- _TASK DETAILS_
Return copies of the lines below that mention "ExecStatus".

Stored entries
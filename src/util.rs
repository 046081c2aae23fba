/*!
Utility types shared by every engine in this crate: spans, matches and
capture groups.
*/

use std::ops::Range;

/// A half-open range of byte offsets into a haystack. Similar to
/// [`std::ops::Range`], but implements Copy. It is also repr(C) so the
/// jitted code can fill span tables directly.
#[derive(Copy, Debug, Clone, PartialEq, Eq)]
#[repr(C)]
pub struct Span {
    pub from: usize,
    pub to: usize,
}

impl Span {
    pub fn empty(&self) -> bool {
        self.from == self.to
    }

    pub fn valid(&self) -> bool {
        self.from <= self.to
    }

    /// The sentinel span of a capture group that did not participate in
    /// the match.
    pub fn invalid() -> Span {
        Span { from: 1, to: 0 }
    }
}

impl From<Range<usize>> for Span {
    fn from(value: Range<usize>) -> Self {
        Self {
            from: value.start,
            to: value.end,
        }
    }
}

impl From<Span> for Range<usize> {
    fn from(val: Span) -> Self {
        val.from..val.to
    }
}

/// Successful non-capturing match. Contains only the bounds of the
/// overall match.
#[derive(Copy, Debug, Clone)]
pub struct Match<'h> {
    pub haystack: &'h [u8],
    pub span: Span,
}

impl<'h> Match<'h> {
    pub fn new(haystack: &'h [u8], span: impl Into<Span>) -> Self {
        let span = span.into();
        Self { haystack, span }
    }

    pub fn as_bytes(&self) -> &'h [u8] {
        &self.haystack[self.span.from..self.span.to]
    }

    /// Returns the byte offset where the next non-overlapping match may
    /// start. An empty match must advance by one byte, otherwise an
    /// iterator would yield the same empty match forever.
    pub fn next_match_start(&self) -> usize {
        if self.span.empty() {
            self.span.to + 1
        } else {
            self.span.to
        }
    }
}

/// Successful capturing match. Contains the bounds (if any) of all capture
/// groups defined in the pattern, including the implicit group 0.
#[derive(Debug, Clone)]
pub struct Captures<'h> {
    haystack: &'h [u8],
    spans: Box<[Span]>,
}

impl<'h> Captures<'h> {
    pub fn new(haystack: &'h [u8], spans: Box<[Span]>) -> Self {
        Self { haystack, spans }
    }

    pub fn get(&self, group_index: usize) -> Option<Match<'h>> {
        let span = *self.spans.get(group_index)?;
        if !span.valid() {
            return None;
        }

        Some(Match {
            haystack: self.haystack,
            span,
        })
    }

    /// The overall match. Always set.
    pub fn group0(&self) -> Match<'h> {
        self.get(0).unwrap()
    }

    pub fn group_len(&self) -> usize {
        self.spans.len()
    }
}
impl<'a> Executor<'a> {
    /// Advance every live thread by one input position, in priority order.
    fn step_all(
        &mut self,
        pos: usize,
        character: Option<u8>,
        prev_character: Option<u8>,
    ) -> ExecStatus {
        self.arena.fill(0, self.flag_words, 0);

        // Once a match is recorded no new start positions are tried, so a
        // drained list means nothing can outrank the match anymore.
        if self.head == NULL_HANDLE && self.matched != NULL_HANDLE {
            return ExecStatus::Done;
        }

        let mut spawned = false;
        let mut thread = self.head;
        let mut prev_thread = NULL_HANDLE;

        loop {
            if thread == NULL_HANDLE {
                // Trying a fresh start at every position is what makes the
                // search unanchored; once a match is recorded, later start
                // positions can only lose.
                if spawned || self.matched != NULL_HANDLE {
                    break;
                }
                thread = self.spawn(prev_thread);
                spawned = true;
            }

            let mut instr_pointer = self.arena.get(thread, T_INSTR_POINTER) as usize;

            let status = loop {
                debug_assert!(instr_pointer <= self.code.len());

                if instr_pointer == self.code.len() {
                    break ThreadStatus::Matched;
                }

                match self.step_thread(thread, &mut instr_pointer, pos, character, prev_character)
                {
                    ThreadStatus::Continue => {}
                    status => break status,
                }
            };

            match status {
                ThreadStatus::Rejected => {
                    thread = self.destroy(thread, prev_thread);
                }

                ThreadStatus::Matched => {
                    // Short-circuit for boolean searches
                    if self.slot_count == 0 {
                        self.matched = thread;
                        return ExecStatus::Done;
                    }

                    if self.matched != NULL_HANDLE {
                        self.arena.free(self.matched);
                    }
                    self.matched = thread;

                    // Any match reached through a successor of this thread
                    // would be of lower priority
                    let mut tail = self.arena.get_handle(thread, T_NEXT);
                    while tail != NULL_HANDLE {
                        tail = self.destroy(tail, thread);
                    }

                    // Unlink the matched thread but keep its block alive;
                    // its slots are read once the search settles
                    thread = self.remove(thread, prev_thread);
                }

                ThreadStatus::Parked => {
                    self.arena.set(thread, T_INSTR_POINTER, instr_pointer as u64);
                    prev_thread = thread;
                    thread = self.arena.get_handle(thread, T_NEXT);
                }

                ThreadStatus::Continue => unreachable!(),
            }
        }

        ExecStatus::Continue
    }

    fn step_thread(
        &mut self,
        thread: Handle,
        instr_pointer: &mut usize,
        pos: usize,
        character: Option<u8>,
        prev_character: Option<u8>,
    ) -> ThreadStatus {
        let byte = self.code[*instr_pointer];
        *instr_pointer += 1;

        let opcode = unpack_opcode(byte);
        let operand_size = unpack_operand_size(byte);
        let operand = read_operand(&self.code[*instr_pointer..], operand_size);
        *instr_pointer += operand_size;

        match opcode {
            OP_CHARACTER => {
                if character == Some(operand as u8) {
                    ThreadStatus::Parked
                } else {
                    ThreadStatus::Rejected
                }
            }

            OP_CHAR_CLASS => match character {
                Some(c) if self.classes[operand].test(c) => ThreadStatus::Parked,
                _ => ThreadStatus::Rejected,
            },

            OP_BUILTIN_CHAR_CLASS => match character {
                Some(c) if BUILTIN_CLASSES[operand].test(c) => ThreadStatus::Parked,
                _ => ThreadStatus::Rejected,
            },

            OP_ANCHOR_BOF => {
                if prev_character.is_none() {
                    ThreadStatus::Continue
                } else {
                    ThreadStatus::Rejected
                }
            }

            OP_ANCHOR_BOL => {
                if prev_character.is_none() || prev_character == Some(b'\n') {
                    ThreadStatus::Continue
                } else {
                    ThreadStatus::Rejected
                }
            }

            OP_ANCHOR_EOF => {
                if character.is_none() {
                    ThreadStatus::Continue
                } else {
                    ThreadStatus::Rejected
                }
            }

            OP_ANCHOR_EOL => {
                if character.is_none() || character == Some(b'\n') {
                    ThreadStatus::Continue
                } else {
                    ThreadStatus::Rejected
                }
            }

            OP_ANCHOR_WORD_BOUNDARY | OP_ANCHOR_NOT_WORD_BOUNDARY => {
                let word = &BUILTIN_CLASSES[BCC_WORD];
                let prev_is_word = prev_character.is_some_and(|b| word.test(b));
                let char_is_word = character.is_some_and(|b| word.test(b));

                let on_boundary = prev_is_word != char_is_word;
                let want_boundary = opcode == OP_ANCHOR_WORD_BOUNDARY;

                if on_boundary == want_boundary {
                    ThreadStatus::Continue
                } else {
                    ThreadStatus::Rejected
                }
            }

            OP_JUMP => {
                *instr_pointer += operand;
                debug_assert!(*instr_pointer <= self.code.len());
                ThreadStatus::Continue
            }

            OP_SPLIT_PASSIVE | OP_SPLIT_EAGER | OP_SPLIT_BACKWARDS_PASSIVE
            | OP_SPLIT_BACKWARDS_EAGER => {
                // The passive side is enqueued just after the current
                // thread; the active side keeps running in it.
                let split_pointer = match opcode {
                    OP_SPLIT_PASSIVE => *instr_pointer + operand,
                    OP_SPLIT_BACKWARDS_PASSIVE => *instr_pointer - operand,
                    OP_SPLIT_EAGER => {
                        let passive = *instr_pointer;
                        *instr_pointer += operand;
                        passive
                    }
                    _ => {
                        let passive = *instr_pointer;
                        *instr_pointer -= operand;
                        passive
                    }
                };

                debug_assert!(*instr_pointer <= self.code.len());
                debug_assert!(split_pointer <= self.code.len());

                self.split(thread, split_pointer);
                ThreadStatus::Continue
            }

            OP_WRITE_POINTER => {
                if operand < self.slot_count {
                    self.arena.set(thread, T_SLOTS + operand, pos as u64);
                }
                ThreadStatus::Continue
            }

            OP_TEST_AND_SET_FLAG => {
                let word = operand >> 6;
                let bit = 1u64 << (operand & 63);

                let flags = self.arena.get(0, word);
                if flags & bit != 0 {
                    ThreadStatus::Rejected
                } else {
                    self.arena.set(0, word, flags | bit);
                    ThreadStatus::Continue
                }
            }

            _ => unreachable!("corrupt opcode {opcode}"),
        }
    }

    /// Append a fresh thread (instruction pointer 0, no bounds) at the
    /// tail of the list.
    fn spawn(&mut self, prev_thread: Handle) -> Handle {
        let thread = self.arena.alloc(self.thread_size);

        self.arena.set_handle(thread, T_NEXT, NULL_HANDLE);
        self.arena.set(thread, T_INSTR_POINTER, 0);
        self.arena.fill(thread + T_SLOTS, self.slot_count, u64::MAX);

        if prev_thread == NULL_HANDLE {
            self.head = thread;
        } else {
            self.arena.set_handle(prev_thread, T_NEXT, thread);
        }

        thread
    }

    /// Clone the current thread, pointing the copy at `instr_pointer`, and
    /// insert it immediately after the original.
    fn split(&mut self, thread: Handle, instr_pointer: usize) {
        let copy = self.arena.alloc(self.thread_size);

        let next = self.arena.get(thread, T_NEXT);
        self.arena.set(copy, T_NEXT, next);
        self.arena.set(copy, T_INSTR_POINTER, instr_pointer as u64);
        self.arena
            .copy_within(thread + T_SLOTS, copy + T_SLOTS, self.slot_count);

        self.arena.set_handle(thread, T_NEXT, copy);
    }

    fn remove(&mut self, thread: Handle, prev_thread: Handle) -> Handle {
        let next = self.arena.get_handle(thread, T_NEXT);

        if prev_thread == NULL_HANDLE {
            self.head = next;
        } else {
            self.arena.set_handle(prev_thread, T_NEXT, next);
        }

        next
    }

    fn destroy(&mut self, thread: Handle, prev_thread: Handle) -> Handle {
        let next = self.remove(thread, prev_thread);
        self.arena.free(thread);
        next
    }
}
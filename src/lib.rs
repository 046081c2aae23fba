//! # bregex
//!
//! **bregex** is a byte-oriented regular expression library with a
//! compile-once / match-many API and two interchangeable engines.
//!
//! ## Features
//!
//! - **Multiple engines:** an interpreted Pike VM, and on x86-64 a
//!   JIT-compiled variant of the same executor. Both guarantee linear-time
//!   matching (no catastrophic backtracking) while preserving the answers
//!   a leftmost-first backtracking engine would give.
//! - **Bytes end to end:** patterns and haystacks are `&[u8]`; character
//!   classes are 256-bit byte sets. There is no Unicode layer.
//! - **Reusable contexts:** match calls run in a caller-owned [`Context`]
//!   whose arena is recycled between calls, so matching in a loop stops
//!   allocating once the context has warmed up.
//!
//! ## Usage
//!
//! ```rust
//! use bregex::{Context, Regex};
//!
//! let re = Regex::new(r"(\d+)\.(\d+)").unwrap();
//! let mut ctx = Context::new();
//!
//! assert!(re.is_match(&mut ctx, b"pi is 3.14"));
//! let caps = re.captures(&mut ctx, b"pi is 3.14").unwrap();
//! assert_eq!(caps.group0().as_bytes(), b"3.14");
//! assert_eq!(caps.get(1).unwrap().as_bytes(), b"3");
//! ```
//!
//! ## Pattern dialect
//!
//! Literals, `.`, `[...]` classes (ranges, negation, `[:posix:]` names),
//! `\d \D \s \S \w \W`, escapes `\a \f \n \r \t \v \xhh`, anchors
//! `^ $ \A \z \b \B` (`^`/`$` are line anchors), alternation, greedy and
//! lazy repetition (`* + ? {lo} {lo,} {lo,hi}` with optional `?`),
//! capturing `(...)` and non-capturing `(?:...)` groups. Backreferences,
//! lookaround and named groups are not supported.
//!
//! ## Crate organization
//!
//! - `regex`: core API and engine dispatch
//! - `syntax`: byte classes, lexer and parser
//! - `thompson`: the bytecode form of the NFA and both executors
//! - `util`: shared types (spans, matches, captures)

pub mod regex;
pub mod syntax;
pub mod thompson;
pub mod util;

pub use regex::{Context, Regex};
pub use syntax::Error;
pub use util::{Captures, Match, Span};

- _WRITTEN SOLUTION_
    ) -> ExecStatus {
            return ExecStatus::Done;
                        return ExecStatus::Done;
        ExecStatus::Continue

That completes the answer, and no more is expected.